**GIVEN ENTRIES:**
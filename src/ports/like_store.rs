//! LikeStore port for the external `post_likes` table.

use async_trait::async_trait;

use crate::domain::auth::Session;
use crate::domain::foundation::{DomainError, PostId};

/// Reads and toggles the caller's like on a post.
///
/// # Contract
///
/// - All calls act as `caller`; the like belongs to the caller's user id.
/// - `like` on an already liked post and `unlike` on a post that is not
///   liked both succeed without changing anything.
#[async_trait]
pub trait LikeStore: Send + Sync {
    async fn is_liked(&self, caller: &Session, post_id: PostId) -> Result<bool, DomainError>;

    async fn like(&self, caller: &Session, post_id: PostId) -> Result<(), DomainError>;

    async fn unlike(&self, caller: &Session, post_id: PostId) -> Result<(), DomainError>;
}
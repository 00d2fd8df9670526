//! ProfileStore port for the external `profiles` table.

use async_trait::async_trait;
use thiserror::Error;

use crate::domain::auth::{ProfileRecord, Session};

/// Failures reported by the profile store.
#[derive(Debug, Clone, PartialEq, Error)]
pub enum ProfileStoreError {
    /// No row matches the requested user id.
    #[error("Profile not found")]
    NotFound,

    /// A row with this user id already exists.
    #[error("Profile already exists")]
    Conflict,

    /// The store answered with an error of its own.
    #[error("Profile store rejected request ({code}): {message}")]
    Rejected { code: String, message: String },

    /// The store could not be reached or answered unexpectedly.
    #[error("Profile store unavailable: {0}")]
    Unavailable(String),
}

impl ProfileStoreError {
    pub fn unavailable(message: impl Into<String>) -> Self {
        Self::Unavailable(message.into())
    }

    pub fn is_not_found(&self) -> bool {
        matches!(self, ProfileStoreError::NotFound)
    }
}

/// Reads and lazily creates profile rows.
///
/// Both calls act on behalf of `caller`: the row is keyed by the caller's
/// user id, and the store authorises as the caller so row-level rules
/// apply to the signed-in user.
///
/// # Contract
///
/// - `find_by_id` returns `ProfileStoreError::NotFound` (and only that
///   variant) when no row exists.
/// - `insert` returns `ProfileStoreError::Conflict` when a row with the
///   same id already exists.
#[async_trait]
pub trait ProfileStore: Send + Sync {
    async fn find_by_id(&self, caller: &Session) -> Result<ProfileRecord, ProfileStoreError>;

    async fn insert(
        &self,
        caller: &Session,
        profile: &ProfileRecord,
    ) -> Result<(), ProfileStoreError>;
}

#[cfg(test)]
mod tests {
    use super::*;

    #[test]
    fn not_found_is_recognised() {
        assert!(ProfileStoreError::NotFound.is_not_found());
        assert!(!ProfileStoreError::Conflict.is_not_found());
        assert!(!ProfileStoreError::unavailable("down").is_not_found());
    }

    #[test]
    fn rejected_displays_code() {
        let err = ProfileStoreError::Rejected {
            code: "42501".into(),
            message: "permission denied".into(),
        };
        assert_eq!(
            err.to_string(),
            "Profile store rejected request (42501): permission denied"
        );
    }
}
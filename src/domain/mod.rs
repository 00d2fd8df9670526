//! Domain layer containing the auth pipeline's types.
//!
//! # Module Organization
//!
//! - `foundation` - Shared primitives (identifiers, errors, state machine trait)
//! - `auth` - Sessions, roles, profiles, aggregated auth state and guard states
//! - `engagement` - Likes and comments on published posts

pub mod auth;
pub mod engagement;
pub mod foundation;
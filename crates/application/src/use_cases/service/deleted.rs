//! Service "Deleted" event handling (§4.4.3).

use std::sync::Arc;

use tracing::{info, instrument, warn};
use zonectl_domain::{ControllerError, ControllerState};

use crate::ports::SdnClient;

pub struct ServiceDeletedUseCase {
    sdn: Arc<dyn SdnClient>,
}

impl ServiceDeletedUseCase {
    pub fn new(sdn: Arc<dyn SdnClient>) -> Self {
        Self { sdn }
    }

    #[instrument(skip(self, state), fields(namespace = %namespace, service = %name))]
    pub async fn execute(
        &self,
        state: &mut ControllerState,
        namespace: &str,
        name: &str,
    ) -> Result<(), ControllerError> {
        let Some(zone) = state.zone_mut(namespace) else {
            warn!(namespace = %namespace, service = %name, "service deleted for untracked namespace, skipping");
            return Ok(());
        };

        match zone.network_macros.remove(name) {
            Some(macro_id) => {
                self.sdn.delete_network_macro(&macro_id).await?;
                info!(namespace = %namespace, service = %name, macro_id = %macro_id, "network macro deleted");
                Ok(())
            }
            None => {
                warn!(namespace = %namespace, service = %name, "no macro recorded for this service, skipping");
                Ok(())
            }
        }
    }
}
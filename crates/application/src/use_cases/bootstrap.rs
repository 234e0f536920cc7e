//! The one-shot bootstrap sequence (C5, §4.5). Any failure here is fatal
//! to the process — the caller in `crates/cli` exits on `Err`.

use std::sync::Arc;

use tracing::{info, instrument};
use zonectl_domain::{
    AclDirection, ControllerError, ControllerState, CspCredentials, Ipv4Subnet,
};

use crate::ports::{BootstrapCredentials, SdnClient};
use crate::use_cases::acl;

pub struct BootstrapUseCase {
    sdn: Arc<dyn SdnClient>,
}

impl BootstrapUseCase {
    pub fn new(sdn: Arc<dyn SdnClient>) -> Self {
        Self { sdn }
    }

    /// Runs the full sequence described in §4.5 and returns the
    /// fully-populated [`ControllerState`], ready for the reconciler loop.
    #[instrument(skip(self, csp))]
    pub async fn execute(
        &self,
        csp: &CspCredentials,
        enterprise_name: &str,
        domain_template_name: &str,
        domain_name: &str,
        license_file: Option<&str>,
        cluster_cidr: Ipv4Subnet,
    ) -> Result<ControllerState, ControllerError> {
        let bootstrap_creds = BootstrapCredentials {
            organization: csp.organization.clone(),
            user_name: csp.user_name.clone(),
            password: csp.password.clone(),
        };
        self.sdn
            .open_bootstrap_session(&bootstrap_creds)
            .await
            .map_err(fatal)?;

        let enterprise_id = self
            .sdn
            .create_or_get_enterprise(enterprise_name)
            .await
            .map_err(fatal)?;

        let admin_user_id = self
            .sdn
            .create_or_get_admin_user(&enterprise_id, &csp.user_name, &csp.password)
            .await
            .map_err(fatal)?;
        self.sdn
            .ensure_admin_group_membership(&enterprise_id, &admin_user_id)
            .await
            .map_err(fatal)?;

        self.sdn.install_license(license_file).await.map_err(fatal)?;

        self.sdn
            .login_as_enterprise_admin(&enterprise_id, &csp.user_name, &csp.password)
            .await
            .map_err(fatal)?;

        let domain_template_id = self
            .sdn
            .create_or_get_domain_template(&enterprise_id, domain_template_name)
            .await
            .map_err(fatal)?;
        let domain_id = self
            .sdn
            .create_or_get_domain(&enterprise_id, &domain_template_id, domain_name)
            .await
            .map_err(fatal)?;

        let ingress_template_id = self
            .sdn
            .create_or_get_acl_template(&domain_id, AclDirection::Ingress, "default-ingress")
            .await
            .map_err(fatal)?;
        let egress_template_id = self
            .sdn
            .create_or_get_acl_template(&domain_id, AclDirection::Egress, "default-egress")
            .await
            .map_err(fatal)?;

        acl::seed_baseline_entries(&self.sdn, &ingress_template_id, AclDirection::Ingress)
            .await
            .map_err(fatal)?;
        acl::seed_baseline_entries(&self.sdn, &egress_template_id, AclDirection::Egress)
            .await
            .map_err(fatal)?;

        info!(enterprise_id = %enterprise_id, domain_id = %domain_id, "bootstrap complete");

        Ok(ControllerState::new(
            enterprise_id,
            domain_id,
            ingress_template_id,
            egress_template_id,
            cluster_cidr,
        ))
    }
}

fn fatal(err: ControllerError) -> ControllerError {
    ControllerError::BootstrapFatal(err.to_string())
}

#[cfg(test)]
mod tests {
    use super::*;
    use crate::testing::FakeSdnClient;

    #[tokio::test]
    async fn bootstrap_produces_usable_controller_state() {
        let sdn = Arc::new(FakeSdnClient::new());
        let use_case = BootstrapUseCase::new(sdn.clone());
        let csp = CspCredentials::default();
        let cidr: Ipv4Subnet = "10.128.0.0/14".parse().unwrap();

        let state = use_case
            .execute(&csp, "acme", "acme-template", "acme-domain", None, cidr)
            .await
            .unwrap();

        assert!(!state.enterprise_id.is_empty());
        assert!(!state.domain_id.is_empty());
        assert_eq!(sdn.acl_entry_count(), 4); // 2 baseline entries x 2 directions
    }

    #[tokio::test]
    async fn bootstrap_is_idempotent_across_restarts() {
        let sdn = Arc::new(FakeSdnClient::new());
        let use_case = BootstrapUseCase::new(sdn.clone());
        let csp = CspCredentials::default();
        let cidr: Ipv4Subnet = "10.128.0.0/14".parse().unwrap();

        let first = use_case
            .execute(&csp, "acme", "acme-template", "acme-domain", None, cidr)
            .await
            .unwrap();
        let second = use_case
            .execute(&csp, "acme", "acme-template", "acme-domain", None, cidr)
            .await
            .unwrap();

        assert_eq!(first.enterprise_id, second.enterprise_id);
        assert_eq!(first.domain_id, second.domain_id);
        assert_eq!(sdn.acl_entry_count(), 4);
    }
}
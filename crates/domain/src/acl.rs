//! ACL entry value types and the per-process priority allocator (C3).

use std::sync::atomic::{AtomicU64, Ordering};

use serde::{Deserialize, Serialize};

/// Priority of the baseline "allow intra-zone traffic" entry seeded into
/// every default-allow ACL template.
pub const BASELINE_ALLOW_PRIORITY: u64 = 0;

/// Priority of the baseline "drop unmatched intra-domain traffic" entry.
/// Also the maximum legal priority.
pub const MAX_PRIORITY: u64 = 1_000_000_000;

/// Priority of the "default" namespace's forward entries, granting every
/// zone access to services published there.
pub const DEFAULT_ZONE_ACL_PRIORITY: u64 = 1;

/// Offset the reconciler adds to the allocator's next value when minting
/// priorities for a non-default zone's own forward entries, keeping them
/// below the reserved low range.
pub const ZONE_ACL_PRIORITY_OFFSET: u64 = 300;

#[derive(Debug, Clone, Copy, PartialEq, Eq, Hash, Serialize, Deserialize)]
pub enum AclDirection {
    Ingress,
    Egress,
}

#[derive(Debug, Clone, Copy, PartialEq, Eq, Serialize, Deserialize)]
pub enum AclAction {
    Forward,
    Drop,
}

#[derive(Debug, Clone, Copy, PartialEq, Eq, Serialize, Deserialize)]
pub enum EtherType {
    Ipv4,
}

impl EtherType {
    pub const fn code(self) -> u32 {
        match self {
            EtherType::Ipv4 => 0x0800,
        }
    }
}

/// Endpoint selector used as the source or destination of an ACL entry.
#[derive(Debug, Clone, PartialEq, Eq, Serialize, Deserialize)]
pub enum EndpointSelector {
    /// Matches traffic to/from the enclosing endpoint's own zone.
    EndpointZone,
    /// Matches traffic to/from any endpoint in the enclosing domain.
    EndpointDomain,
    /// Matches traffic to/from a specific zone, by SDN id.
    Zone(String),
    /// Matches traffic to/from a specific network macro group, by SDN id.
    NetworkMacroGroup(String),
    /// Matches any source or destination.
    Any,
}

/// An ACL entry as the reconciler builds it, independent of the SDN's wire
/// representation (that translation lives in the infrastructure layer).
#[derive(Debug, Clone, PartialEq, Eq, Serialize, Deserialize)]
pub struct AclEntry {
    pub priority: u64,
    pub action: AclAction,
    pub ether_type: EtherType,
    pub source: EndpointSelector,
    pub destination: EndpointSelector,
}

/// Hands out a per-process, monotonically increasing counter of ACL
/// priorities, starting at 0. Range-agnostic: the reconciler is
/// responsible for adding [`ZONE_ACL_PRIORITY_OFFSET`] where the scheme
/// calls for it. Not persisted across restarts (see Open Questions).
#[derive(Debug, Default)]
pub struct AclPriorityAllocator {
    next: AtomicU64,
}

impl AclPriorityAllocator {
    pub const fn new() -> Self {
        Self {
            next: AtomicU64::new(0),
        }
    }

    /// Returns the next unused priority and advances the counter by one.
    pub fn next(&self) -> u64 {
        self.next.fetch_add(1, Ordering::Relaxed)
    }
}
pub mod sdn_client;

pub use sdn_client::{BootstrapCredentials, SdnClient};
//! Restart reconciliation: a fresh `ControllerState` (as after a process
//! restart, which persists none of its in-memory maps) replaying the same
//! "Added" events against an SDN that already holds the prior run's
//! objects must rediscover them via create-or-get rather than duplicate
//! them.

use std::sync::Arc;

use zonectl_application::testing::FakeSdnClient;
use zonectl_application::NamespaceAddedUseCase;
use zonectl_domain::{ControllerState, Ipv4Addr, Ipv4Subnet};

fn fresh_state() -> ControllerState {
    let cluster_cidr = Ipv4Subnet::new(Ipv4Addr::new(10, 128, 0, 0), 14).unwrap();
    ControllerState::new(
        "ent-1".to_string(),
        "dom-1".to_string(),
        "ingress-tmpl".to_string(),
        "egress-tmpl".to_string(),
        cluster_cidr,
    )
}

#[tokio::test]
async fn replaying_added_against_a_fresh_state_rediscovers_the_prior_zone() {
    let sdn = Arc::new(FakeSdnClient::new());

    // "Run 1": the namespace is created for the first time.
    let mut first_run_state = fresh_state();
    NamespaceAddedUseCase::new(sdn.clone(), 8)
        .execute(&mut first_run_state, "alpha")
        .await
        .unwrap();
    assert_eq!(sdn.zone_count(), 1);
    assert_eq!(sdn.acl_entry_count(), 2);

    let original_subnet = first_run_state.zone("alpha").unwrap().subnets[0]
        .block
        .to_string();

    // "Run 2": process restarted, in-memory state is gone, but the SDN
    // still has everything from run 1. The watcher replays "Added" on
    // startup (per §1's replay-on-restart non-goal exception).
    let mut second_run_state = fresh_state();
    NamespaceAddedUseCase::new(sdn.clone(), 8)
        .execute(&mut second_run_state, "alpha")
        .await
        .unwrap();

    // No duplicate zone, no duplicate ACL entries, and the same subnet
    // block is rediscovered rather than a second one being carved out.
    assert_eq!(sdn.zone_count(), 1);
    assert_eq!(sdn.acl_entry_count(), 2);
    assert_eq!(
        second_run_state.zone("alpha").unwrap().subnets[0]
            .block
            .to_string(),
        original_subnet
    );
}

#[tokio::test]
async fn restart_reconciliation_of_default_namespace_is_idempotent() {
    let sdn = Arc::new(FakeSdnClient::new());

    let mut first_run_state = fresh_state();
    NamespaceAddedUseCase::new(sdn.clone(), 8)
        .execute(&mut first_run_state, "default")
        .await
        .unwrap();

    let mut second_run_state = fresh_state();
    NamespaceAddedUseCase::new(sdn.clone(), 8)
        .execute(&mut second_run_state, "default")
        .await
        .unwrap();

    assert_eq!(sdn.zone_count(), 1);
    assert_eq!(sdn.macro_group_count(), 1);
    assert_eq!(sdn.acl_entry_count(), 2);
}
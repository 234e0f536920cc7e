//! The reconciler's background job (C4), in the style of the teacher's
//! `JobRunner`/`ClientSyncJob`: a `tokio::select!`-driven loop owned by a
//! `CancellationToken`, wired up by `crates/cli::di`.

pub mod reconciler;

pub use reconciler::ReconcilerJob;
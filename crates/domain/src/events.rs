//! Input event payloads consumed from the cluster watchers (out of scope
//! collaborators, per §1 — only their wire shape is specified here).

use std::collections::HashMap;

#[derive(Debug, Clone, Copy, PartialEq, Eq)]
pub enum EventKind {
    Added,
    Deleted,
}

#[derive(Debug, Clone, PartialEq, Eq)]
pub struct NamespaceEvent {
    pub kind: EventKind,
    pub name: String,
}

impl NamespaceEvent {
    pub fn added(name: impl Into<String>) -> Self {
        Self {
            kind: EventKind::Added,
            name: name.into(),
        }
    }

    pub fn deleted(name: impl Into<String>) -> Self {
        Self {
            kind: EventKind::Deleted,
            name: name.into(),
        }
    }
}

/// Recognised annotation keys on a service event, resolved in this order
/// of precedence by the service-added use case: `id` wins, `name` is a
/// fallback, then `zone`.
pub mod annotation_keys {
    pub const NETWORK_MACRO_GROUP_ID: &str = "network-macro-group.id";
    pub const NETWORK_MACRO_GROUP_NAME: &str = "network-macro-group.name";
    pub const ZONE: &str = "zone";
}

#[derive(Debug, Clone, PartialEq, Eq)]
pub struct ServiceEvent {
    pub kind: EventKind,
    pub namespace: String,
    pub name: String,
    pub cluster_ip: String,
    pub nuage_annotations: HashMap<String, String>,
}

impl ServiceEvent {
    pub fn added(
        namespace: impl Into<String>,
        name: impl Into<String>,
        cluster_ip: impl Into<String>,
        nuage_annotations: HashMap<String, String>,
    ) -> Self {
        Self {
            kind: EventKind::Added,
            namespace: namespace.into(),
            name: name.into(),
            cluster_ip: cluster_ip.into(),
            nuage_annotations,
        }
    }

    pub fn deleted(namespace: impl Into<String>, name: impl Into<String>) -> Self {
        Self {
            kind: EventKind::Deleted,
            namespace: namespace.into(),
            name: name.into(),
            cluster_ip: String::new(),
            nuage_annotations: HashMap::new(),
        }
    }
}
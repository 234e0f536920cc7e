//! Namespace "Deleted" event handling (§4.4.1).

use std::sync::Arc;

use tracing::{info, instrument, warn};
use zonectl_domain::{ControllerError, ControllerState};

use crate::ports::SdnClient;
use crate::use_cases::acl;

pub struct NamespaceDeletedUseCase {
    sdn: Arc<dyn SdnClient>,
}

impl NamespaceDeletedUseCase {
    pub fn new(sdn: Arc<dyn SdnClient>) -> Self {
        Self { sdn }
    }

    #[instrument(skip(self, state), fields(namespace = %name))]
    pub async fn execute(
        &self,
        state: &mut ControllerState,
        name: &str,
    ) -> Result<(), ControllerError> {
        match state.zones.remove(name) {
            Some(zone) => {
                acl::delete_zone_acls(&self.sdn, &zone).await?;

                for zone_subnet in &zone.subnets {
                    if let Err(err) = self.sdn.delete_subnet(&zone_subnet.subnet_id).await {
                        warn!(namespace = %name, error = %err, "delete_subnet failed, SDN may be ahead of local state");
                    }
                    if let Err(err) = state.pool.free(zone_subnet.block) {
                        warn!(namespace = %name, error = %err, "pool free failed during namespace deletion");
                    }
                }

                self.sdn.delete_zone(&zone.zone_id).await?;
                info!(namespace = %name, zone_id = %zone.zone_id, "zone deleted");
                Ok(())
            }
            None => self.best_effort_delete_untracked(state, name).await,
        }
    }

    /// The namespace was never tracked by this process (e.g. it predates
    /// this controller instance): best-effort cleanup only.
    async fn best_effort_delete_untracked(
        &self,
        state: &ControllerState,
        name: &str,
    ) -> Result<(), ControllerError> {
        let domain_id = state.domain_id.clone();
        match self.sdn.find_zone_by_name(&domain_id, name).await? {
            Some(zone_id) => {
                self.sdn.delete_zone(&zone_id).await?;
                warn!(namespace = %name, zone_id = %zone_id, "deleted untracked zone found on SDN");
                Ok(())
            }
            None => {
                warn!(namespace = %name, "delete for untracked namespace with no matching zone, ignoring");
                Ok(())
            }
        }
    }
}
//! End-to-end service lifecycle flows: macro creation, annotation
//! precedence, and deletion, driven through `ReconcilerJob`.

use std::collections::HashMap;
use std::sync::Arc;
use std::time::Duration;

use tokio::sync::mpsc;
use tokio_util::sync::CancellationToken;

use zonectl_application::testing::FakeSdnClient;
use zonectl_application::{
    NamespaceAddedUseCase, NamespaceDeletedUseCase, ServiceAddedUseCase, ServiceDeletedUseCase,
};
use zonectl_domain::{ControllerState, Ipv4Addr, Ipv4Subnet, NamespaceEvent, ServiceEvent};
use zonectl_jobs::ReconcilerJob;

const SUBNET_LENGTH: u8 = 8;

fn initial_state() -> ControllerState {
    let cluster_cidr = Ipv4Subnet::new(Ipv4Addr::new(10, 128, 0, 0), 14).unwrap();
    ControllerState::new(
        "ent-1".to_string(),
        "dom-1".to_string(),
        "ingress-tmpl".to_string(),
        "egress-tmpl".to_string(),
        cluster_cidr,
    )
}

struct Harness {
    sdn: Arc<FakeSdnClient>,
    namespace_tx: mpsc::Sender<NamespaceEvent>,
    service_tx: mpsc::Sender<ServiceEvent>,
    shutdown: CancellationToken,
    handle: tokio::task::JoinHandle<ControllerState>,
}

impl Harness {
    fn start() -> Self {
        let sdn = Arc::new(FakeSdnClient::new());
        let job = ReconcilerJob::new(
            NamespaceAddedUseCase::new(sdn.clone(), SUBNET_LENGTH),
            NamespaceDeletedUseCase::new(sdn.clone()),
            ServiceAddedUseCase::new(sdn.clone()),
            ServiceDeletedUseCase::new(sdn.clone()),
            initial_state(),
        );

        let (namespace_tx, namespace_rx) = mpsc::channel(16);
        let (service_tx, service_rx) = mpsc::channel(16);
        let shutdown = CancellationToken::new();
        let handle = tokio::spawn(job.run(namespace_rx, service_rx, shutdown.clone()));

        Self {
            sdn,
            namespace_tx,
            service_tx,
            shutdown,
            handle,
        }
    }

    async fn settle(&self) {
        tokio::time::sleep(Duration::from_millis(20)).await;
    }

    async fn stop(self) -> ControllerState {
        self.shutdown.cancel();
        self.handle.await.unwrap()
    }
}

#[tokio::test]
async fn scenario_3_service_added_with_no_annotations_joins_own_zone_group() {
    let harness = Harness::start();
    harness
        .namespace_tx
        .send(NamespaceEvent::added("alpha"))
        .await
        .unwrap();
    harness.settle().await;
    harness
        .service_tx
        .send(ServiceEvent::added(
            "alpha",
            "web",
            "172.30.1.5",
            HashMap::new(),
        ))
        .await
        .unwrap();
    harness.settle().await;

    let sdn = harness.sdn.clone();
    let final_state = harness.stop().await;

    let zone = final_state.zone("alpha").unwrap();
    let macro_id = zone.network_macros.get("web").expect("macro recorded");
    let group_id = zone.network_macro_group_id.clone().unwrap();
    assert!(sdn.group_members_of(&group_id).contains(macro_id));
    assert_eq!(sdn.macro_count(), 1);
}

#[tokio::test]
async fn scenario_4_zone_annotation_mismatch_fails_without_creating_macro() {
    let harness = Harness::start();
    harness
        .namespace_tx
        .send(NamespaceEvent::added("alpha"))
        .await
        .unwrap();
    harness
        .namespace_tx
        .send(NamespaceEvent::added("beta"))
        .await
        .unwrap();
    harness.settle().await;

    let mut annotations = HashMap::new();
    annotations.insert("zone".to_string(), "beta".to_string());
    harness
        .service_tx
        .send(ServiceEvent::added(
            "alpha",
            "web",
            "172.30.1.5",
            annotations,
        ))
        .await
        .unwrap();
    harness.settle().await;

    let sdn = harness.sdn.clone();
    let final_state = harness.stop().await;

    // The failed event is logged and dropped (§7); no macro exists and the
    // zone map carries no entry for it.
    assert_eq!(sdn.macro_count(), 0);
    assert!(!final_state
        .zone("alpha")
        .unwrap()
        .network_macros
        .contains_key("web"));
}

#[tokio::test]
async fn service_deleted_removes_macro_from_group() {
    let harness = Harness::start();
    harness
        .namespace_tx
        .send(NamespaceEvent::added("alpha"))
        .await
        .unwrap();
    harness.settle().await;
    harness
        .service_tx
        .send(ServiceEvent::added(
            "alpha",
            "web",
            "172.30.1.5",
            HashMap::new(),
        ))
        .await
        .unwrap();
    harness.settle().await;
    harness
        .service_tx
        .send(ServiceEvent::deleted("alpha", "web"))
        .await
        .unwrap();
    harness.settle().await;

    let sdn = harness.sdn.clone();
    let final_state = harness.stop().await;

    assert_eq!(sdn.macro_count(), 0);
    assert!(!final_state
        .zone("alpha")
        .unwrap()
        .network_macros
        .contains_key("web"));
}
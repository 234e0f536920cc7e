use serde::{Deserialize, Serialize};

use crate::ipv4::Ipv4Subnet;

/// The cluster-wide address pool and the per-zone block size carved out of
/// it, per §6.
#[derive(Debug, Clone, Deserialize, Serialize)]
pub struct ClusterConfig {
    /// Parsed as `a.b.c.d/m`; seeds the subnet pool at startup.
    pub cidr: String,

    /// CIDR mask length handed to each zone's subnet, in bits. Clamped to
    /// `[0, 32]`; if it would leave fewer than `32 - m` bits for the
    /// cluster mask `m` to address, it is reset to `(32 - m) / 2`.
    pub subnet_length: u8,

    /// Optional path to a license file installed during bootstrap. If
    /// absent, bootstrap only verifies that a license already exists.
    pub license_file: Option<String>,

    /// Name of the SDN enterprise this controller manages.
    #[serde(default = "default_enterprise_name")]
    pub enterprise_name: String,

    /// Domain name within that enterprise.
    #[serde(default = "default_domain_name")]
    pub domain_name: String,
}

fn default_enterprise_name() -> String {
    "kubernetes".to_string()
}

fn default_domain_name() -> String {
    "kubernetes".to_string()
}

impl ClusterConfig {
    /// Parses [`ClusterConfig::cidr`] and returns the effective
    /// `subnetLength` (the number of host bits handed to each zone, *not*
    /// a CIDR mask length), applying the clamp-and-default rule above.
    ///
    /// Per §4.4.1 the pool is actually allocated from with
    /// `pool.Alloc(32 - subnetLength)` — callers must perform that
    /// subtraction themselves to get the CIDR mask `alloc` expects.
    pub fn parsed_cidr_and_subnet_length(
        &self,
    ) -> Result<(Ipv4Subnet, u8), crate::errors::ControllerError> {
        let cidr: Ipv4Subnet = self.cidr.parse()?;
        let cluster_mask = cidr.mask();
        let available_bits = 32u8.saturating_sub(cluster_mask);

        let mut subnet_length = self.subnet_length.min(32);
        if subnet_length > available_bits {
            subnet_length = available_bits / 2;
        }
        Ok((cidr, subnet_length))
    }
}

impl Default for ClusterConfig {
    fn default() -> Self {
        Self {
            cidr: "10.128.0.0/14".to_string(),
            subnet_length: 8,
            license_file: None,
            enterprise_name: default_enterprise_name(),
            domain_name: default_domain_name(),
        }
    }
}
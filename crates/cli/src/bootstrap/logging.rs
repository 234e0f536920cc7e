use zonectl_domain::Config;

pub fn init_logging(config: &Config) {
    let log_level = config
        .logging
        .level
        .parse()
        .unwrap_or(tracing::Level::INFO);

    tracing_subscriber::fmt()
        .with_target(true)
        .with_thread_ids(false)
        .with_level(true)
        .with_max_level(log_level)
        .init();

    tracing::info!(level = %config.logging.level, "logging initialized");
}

**DESCRIPTION OF THE TASK:** Above are the entries. Quote exactly the lines from the one bearing "filename crates/application/src/use_cases/service/deleted.rs" through the one bearing "let Some(zone) = state.zone_mut(namespace)".

**RESULT OF THIS EXERCISE:**
filename crates/application/src/use_cases/service/deleted.rs
//! Service "Deleted" event handling (§4.4.3).

use std::sync::Arc;

use tracing::{info, instrument, warn};
use zonectl_domain::{ControllerError, ControllerState};

use crate::ports::SdnClient;

pub struct ServiceDeletedUseCase {
    sdn: Arc<dyn SdnClient>,
}

impl ServiceDeletedUseCase {
    pub fn new(sdn: Arc<dyn SdnClient>) -> Self {
        Self { sdn }
    }

    #[instrument(skip(self, state), fields(namespace = %namespace, service = %name))]
    pub async fn execute(
        &self,
        state: &mut ControllerState,
        namespace: &str,
        name: &str,
    ) -> Result<(), ControllerError> {
        let Some(zone) = state.zone_mut(namespace) else {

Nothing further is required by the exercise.